The Queen is perfectly capable of guarding her neutrality unaided. If the prince appears to compromise his own neutrality in advance of ascending the throne I am sure democracy. the Commonwealth and the world will cope.

Prince Charles is essentially a celebrity. My complaint is that he does not use that celebrity even more vigorously to bang the drum for causes in which he believes. Political debate in Britain is conducted too much within the stifling world of Westminster and the metropolitan media. Anything that blows freshness into that world is welcome. In the era of the blogosphere, opinion is hardly a union closed shop.

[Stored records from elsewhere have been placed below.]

//! Pattern Printing
//!
//! Sequences always print in brackets. An or-pattern or an as-pattern
//! nested where only a closed pattern may appear is parenthesized.

use shroud_ir::{MatchCase, Pattern, PatternKind};

use super::Printer;
use crate::emitter::Emitter;
use crate::precedence::Precedence;

impl<E: Emitter> Printer<E> {
    pub(super) fn match_case(&mut self, case: &MatchCase) {
        self.start_line();
        self.emit("case ");
        self.pattern(&case.pattern);
        if let Some(guard) = &case.guard {
            self.emit(" if ");
            self.expr(guard, Precedence::NamedExpr);
        }
        self.block(&case.body);
    }

    fn pattern(&mut self, pattern: &Pattern) {
        shroud_stack::ensure_sufficient_stack(|| match &pattern.kind {
            PatternKind::Value(value) => self.expr(value, Precedence::Arith),
            PatternKind::Sequence(items) => {
                self.emit("[");
                self.comma_separated(items, Self::pattern);
                self.emit("]");
            }
            PatternKind::Mapping {
                keys,
                patterns,
                rest,
            } => {
                self.emit("{");
                for (i, (key, value)) in keys.iter().zip(patterns).enumerate() {
                    if i > 0 {
                        self.emit(", ");
                    }
                    self.expr(key, Precedence::Arith);
                    self.emit(": ");
                    self.pattern(value);
                }
                if let Some(rest) = rest {
                    if !keys.is_empty() {
                        self.emit(", ");
                    }
                    self.emit("**");
                    self.emit(rest);
                }
                self.emit("}");
            }
            PatternKind::Class {
                cls,
                patterns,
                kwd_attrs,
                kwd_patterns,
            } => {
                self.expr(cls, Precedence::Atom);
                self.emit("(");
                self.comma_separated(patterns, Self::pattern);
                for (i, (attr, value)) in kwd_attrs.iter().zip(kwd_patterns).enumerate() {
                    if i > 0 || !patterns.is_empty() {
                        self.emit(", ");
                    }
                    self.emit(attr);
                    self.emit("=");
                    self.pattern(value);
                }
                self.emit(")");
            }
            PatternKind::Star(name) => {
                self.emit("*");
                self.emit(name.as_deref().unwrap_or("_"));
            }
            PatternKind::As { pattern, name } => {
                if let Some(inner) = pattern {
                    self.closed_pattern(inner, matches!(inner.kind, PatternKind::As { .. }));
                    self.emit(" as ");
                }
                self.emit(name.as_deref().unwrap_or("_"));
            }
            PatternKind::Or(alternatives) => {
                for (i, alternative) in alternatives.iter().enumerate() {
                    if i > 0 {
                        self.emit(" | ");
                    }
                    let open = matches!(
                        alternative.kind,
                        PatternKind::Or(_) | PatternKind::As { pattern: Some(_), .. }
                    );
                    self.closed_pattern(alternative, open);
                }
            }
        });
    }

    fn closed_pattern(&mut self, pattern: &Pattern, parens: bool) {
        if parens {
            self.emit("(");
        }
        self.pattern(pattern);
        if parens {
            self.emit(")");
        }
    }
}
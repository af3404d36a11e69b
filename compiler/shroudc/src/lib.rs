//! Shroud command line driver.
//!
//! Reads one `.py` file, obfuscates it with the categories selected on the
//! command line and writes the result next to it (or to `-o`).

mod args;

use std::path::PathBuf;
use std::sync::Once;

use shroud_ir::LineIndex;
use shroud_obf::{ObfuscateError, Obfuscator};
use thiserror::Error;

pub use args::{default_output, parse_args, Command, Options, USAGE};

/// Everything that makes the driver exit with status 1.
#[derive(Debug, Error)]
pub enum CliError {
    #[error("missing required argument -i/--input")]
    MissingInput,
    #[error("{0} expects a value")]
    MissingValue(String),
    #[error("unknown argument '{0}'")]
    UnknownArgument(String),
    #[error("only .py files can be obfuscated, got {}", .0.display())]
    NotPython(PathBuf),
    #[error("cannot read {}: {source}", path.display())]
    Read {
        path: PathBuf,
        source: std::io::Error,
    },
    #[error("cannot write {}: {source}", path.display())]
    Write {
        path: PathBuf,
        source: std::io::Error,
    },
    /// A syntax error, already located as `file:line:col`.
    #[error("{location}: {message}")]
    Syntax { location: String, message: String },
    #[error(transparent)]
    Obfuscate(#[from] ObfuscateError),
}

static TRACING_INIT: Once = Once::new();

/// Install a subscriber when `RUST_LOG` is set, e.g. `RUST_LOG=shroud_obf=trace`.
pub fn init_tracing() {
    TRACING_INIT.call_once(|| {
        use tracing_subscriber::{fmt, prelude::*, EnvFilter};

        if std::env::var("RUST_LOG").is_ok() {
            tracing_subscriber::registry()
                .with(fmt::layer().with_target(true).with_writer(std::io::stderr))
                .with(EnvFilter::from_default_env())
                .init();
        }
    });
}

/// Obfuscate `source`, locating syntax errors in `path`.
pub fn obfuscate_source(
    path: &std::path::Path,
    source: &str,
    options: &Options,
) -> Result<String, CliError> {
    Obfuscator::new(options.config.clone())
        .run(source)
        .map_err(|err| match err.as_parse() {
            Some(parse) => {
                let (line, col) = LineIndex::build(source).span_start(source, parse.span);
                CliError::Syntax {
                    location: format!("{}:{line}:{col}", path.display()),
                    message: parse.to_string(),
                }
            }
            None => CliError::Obfuscate(err),
        })
}

/// Read, obfuscate and write one file.
#[tracing::instrument(level = "debug", skip_all, fields(input = %options.input.display()))]
pub fn run(options: &Options) -> Result<(), CliError> {
    let source = std::fs::read_to_string(&options.input).map_err(|source| CliError::Read {
        path: options.input.clone(),
        source,
    })?;
    let output = obfuscate_source(&options.input, &source, options)?;
    std::fs::write(&options.output, output).map_err(|source| CliError::Write {
        path: options.output.clone(),
        source,
    })?;
    tracing::debug!(output = %options.output.display(), "written");
    Ok(())
}

#[cfg(test)]
mod tests {
    #![allow(clippy::unwrap_used, clippy::expect_used)]

    use std::path::Path;

    use shroud_obf::ObfuscateConfig;

    use super::*;

    fn options(config: ObfuscateConfig) -> Options {
        Options {
            input: PathBuf::from("prog.py"),
            output: PathBuf::from("prog_obf.py"),
            config,
        }
    }

    #[test]
    fn syntax_errors_carry_location() {
        let err = obfuscate_source(
            Path::new("prog.py"),
            "x = 1\ny = (\n",
            &options(ObfuscateConfig::default()),
        )
        .unwrap_err();
        let message = err.to_string();
        assert!(message.starts_with("prog.py:"), "{message}");
        assert!(matches!(err, CliError::Syntax { .. }));
    }

    #[test]
    fn selected_passes_only() {
        let text = obfuscate_source(
            Path::new("prog.py"),
            "name = 'a'\n",
            &options(ObfuscateConfig::disabled().with_rename_variables(true)),
        )
        .unwrap();
        assert_eq!(text, "_0x4 = 'a'\n");
    }
}
#![allow(clippy::unwrap_used, clippy::expect_used)]

use pretty_assertions::assert_eq;

use shroud_ir::{PatternKind, StmtKind};

use crate::{obfuscate, ObfuscateConfig, ObfuscateError};

fn run(source: &str, config: &ObfuscateConfig) -> String {
    obfuscate(source, config).unwrap()
}

fn only() -> ObfuscateConfig {
    ObfuscateConfig::disabled()
}

#[test]
fn direct_string_escaped_in_place() {
    let config = only().with_encode_strings(true);
    assert_eq!(run("print('hi')\n", &config), "print(\"\\x68\\x69\")\n");
}

#[test]
fn module_docstring_kept() {
    let config = only().with_encode_strings(true);
    assert_eq!(
        run("\"\"\"doc\"\"\"\nx = 'a'\n", &config),
        "'doc'\nx = \"\\x61\"\n"
    );
}

#[test]
fn fstring_segments_become_header_slots() {
    let config = only().with_encode_strings(true);
    assert_eq!(
        run("x = f'a{b}'\n", &config),
        "_0x4 = \"\\x61\"\nx = f'{_0x4}{b}'\n"
    );
}

#[test]
fn fstring_slots_take_aliases_only() {
    let config = only()
        .with_encode_strings(true)
        .with_rename_variables(true)
        .with_rename_functions(true);
    let output = run("name = 'z'\nmsg = f'{name!r}{len(name)}{d[\"k\"]}'\n", &config);
    let last = output.lines().last().unwrap();
    assert!(last.contains("!r}"), "{output}");
    assert!(last.contains("{len("), "{output}");
    assert!(!last.contains("__import__"), "{output}");
    assert!(!last.contains('\\'), "{output}");
    assert!(!last.contains("name"), "{output}");
}

#[test]
fn reduced_strings_go_through_codepoints() {
    let config = only()
        .with_encode_strings(true)
        .with_reduce_string_length(true);
    let output = run("x = 'ab'\n", &config);
    let targets: Vec<&str> = output
        .lines()
        .map(|line| line.split(" = ").next().unwrap())
        .collect();
    assert_eq!(targets, ["_0x2", "_0x3", "_0x5", "_0x6", "_0x4", "x"]);
    assert!(output.contains("_0x4 = str().join(map(chr,[_0x5,_0x6]))\n"));
    assert!(output.ends_with("x = _0x4\n"));
}

#[test]
fn numbers_use_base_aliases() {
    let config = only().with_encode_numbers(true);
    assert_eq!(
        run("x = 5\n", &config),
        "_0x2 = ((not[()])+(not[()]))\n\
         _0x3 = ((not())+(not[()]))\n\
         _0x4 = (_0x3+((_0x3<<_0x3)<<_0x3))\n\
         x = _0x4\n"
    );
}

#[test]
fn booleans_use_idioms() {
    let config = only().with_encode_numbers(true);
    assert_eq!(
        run("flag = True\n", &config),
        "_0x1 = (not())\nflag = _0x1\n"
    );
}

#[test]
fn floats_read_back_from_text() {
    let config = only().with_encode_numbers(true);
    assert_eq!(
        run("r = 0.5\n", &config),
        "_0x4 = float(\"\\x30\\x2e\\x35\")\nr = _0x4\n"
    );
}

#[test]
fn module_attributes_become_reflective() {
    let config = only().with_encode_modules(true);
    assert_eq!(
        run("import os\nprint(os.getcwd())\n", &config),
        "print(getattr(__import__(\"\\x6f\\x73\"),\"\\x67\\x65\\x74\\x63\\x77\\x64\")())\n"
    );
}

#[test]
fn emptied_block_gets_pass() {
    let config = only().with_encode_modules(true);
    let output = run("if x:\n    import os\nos.sep\n", &config);
    assert!(output.starts_with("if x:\n    pass\n"), "{output}");
}

#[test]
fn side_effect_imports_stay() {
    let config = only().with_encode_modules(true);
    assert_eq!(run("import readline\n", &config), "import readline\n");
}

#[test]
fn builtin_calls_become_reflective() {
    let config = only().with_rename_functions(true);
    assert_eq!(
        run("print(1)\n", &config),
        "getattr(__import__(\"\\x62\\x75\\x69\\x6c\\x74\\x69\\x6e\\x73\"),\"\\x70\\x72\\x69\\x6e\\x74\")(1)\n"
    );
}

#[test]
fn shadowed_builtins_stay() {
    let config = only().with_rename_functions(true);
    let output = run("def print(x):\n    pass\nprint(1)\n", &config);
    assert!(output.ends_with("\nprint(1)\n"), "{output}");
}

#[test]
fn keywords_follow_user_parameters_only() {
    let config = only().with_rename_variables(true);
    let output = run(
        "def area(width, height=1):\n    return width * height\narea(width=2, height=3)\nsorted([], key=len)\n",
        &config,
    );
    assert_eq!(
        output,
        "def area(_0x5, _0x4=1):\n    return _0x5 * _0x4\narea(_0x5=2, _0x4=3)\nsorted([], key=len)\n"
    );
}

#[test]
fn kwargs_keywords_follow_same_named_bindings() {
    let config = only().with_rename_variables(true);
    let output = run(
        "level = 3\ndef log(**fields):\n    return fields\nlog(level=level)\nlog(other=1)\n",
        &config,
    );
    assert!(!output.contains("level"), "{output}");
    assert!(output.contains("log(other=1)"), "{output}");
}

#[test]
fn from_imports_bind_aliases() {
    let config = only().with_rename_functions(true);
    assert_eq!(
        run("from math import floor\nfloor(2.5)\n", &config),
        "from math import floor as _0x4\n_0x4(2.5)\n"
    );
}

#[test]
fn future_imports_untouched() {
    let config = ObfuscateConfig::default();
    let output = run("from __future__ import annotations\nx = 1\n", &config);
    assert!(output.starts_with("from __future__ import annotations\n"), "{output}");
}

#[test]
fn declarations_and_handlers_follow_bindings() {
    let config = only().with_rename_variables(true);
    let output = run(
        "count = 0\ndef bump():\n    global count\n    count += 1\ntry:\n    bump()\nexcept ValueError as err:\n    print(err)\n",
        &config,
    );
    assert!(output.contains("global _0x4\n"), "{output}");
    assert!(output.contains("_0x4 += 1\n"), "{output}");
    assert!(output.contains("except ValueError as _0x5:\n    print(_0x5)\n"), "{output}");
    assert!(!output.contains("count"), "{output}");
}

#[test]
fn bare_names_leave_unrelated_attributes() {
    let config = only().with_rename_variables(true);
    assert_eq!(
        run("data = load()\nprint(resp.data)\n", &config),
        "_0x4 = load()\nprint(resp.data)\n"
    );
}

#[test]
fn self_attributes_renamed_with_owner_kept() {
    let config = only().with_rename_variables(true);
    let output = run(
        "class A:\n    def __init__(self, size):\n        self.size = size\n",
        &config,
    );
    assert!(output.contains("def __init__(self, _0x4):"), "{output}");
    assert!(output.contains("self._0x4 = _0x4"), "{output}");
}

#[test]
fn disabled_config_reprints() {
    let source = "import os\nx = [1, 'a', f'{y}']\nprint(os.sep, x)\n";
    let expected = shroud_fmt::print_module(&shroud_parse::parse(source).unwrap());
    assert_eq!(run(source, &only()), expected);
}

#[test]
fn match_statement_reprints_when_disabled() {
    let source = "match 1:\n    case 1:\n        print('one')\n";
    assert_eq!(run(source, &only()), "match 1:\n    case 1:\n        print('one')\n");
}

#[test]
fn match_captures_follow_their_uses() {
    let config = only().with_rename_variables(true);
    let output = run(
        "match event:\n    case [first, *rest] if first:\n        print(first, rest)\n    case {'type': label, **extra}:\n        print(label, extra)\n",
        &config,
    );
    for original in ["first", "rest", "label", "extra"] {
        assert!(!output.contains(original), "{original} kept in {output}");
    }

    let module = shroud_parse::parse(&output).unwrap();
    let StmtKind::Match { cases, .. } = &module.body[0].kind else {
        panic!("expected match in {output}");
    };
    let PatternKind::Sequence(items) = &cases[0].pattern.kind else {
        panic!("expected sequence in {output}");
    };
    let (PatternKind::As { name: Some(first), .. }, PatternKind::Star(Some(rest))) =
        (&items[0].kind, &items[1].kind)
    else {
        panic!("expected captures in {output}");
    };
    assert!(output.contains(&format!("if {first}:")), "{output}");
    assert!(output.contains(&format!("print({first}, {rest})")), "{output}");
    let PatternKind::Mapping { rest: Some(extra), patterns, .. } = &cases[1].pattern.kind else {
        panic!("expected mapping in {output}");
    };
    let PatternKind::As { name: Some(label), .. } = &patterns[0].kind else {
        panic!("expected capture in {output}");
    };
    assert!(output.contains(&format!("print({label}, {extra})")), "{output}");
}

#[test]
fn pattern_literals_stay_literals() {
    let config = only().with_encode_numbers(true).with_encode_strings(true);
    let output = run(
        "code = 404\nmatch code:\n    case 404 | -1:\n        pass\n    case 'ok':\n        pass\n    case True:\n        pass\n",
        &config,
    );
    assert!(!output.contains("code = 404"), "{output}");
    assert!(output.contains("    case 404 | -1:\n"), "{output}");
    assert!(output.contains("    case \"\\x6f\\x6b\":\n"), "{output}");
    assert!(output.contains("    case True:\n"), "{output}");
}

#[test]
fn pattern_module_references_keep_import() {
    let config = only().with_encode_modules(true);
    let output = run(
        "import os\nmatch whence:\n    case os.SEEK_SET:\n        print(os.sep)\n",
        &config,
    );
    assert!(output.starts_with("import os\n"), "{output}");
    assert!(output.contains("case os.SEEK_SET:"), "{output}");
}

#[test]
fn class_patterns_follow_renamed_members() {
    let config = only().with_rename_variables(true).with_rename_classes(true);
    let output = run(
        "class Point:\n    def __init__(self, x, y):\n        self.x = x\n        self.y = y\nmatch p:\n    case Point(x=0, y=found):\n        print(found)\n",
        &config,
    );
    assert!(!output.contains("Point"), "{output}");
    assert!(!output.contains("x=0"), "{output}");
    assert!(!output.contains("found"), "{output}");
    assert!(!output.contains("self.x"), "{output}");
}

#[test]
fn type_alias_and_except_star_rename() {
    let config = only().with_rename_variables(true);
    let output = run(
        "type Pair = tuple[int, int]\ntry:\n    pass\nexcept* ValueError as group:\n    print(group, Pair)\n",
        &config,
    );
    assert!(output.starts_with("type _0x"), "{output}");
    assert!(output.contains("except* ValueError as _0x"), "{output}");
    assert!(!output.contains("Pair"), "{output}");
    assert!(!output.contains("group"), "{output}");
}

#[test]
fn syntax_errors_propagate() {
    let err = obfuscate("x = (\n", &ObfuscateConfig::default()).unwrap_err();
    assert!(matches!(err, ObfuscateError::Parse(_)));
    assert!(err.as_parse().is_some());
}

There is no end to the topics on which the prince might chide and embarrass people, groups, institutions, even governments at home and abroad. Why should we not know his view on British soldiers in Afghanistan, on John Prescott’s love of concrete, on the European constitution, on faith schools and foundation hospitals? Who is he going to frighten that he must be censored? The British constitution is the most flexible in the world. It is whatever politics chooses to make it at any moment in time. It is robust enough to tolerate a maverick prince and if he discomfits a few ministers, so much the better. Ministers answer to parliament, not to him, and are powerful enough already.

All the prince can do is add another voice to public debate. To the constitution that voice is an echo in the antechamber of an impotent throne. To the rest of us it should be freedom of speech. I think we can handle it.